_TASK REQUIREMENTS_.
For the data below, tally how many lines contain "DocumentMetadata" and answer only with that tally.

*** GIVEN ENTRIES ***

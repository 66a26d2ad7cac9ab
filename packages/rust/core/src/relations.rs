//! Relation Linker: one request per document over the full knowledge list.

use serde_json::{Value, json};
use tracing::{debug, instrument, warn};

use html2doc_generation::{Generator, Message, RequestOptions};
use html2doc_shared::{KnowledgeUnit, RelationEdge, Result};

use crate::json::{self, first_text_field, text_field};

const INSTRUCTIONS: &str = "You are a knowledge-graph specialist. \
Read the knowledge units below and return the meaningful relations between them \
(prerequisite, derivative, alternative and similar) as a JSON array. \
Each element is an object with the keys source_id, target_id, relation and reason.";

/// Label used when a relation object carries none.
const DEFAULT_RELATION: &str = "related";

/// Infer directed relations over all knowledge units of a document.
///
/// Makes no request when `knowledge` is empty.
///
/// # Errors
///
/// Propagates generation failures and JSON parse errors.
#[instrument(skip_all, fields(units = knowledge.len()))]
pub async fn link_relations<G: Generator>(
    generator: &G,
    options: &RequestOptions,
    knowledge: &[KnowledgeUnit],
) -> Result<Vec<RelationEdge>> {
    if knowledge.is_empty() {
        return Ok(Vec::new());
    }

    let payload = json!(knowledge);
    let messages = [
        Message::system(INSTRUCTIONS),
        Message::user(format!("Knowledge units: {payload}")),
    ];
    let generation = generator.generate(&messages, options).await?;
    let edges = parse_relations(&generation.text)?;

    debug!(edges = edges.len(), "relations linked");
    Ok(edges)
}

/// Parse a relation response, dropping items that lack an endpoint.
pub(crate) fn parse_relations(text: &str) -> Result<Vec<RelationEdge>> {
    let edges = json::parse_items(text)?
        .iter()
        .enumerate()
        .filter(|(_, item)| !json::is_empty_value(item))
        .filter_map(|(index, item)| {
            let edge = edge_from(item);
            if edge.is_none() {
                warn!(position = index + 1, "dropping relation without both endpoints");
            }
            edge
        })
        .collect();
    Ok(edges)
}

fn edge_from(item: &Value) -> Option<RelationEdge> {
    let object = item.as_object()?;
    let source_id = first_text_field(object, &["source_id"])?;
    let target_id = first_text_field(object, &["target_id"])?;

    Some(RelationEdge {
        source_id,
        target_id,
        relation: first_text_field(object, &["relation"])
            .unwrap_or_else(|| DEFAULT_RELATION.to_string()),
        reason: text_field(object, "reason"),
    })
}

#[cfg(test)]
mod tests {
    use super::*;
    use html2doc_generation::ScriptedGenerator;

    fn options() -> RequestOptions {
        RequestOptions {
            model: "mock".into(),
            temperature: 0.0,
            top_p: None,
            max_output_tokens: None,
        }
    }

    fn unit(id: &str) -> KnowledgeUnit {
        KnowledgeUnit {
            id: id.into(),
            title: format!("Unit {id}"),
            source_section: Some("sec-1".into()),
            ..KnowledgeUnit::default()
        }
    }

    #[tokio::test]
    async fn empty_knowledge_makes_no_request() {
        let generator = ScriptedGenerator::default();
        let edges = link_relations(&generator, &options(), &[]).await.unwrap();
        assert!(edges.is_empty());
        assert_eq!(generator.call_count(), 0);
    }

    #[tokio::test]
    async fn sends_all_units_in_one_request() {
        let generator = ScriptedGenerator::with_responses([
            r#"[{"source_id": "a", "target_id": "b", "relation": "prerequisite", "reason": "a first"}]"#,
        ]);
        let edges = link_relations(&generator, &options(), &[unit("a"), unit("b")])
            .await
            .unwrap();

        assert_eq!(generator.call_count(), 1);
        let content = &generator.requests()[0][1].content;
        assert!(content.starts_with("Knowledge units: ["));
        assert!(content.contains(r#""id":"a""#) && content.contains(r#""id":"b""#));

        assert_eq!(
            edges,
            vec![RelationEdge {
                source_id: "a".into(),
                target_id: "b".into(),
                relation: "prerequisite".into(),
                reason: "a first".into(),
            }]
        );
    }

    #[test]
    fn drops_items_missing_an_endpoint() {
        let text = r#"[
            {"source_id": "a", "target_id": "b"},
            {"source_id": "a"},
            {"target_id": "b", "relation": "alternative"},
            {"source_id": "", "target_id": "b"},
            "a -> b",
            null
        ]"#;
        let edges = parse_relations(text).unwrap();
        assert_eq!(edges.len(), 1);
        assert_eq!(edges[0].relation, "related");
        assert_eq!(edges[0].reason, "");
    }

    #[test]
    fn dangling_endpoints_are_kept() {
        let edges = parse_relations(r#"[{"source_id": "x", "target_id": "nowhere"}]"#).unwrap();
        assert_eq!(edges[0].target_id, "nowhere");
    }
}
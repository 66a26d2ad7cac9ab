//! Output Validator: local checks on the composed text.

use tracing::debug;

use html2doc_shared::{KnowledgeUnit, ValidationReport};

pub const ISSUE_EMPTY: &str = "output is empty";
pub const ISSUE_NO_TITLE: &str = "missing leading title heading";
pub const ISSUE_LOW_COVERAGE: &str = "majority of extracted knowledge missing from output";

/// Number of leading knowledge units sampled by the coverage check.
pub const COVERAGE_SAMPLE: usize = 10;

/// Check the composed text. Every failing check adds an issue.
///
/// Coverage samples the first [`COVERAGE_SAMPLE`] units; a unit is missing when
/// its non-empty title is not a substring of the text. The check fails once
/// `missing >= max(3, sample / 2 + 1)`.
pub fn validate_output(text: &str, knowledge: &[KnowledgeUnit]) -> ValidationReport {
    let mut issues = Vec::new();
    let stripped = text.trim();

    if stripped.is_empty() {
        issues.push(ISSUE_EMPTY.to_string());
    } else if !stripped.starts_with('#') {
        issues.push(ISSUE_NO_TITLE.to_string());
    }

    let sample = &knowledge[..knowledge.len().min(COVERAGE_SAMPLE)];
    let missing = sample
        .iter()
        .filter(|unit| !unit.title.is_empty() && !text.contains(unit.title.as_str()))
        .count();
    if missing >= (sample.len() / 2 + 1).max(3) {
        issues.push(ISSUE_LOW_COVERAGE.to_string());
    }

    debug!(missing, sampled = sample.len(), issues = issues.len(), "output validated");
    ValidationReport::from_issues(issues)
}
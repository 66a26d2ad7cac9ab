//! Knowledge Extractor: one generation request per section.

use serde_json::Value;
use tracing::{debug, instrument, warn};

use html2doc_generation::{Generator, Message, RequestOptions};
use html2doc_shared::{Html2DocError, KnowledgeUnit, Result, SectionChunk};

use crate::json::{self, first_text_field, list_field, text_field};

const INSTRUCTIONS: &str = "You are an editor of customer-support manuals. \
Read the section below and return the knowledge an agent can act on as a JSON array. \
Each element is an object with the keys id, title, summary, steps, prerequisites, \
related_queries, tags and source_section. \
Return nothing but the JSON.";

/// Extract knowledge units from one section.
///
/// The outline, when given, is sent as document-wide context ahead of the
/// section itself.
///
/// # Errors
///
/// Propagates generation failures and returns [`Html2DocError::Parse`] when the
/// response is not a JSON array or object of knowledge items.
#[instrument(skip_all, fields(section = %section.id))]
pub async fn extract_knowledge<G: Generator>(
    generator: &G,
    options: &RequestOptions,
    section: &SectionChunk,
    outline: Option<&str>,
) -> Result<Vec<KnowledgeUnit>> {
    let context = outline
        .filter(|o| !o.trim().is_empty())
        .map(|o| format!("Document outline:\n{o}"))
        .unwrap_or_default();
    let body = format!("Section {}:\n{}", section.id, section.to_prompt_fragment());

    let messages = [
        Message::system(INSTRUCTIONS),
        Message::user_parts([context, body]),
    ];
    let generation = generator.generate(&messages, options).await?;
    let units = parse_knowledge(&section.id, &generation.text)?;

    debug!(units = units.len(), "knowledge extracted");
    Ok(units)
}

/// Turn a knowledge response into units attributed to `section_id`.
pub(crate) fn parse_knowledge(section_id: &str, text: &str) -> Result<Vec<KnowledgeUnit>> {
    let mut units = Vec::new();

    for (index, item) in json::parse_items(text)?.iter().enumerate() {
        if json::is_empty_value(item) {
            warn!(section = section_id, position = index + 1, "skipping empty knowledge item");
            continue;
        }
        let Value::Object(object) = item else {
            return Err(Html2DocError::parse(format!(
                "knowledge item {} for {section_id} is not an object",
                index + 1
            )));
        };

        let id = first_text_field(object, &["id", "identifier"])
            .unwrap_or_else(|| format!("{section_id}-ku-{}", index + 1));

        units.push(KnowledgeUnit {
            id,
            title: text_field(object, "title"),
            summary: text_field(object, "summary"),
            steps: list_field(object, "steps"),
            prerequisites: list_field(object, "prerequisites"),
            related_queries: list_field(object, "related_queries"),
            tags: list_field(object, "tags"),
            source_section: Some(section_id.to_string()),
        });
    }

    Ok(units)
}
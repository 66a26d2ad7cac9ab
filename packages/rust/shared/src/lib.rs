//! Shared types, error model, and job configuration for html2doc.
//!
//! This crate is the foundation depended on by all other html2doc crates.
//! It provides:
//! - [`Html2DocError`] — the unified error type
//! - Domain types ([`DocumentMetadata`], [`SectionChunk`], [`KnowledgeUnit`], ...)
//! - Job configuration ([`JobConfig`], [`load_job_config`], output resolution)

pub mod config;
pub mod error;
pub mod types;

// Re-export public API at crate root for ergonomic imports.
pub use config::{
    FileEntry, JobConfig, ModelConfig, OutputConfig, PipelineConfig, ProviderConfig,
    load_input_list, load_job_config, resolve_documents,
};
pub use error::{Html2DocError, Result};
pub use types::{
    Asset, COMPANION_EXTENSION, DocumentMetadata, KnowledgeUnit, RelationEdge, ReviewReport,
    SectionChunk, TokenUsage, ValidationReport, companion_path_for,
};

***

_SOLUTION FOR THIS TASK_.
2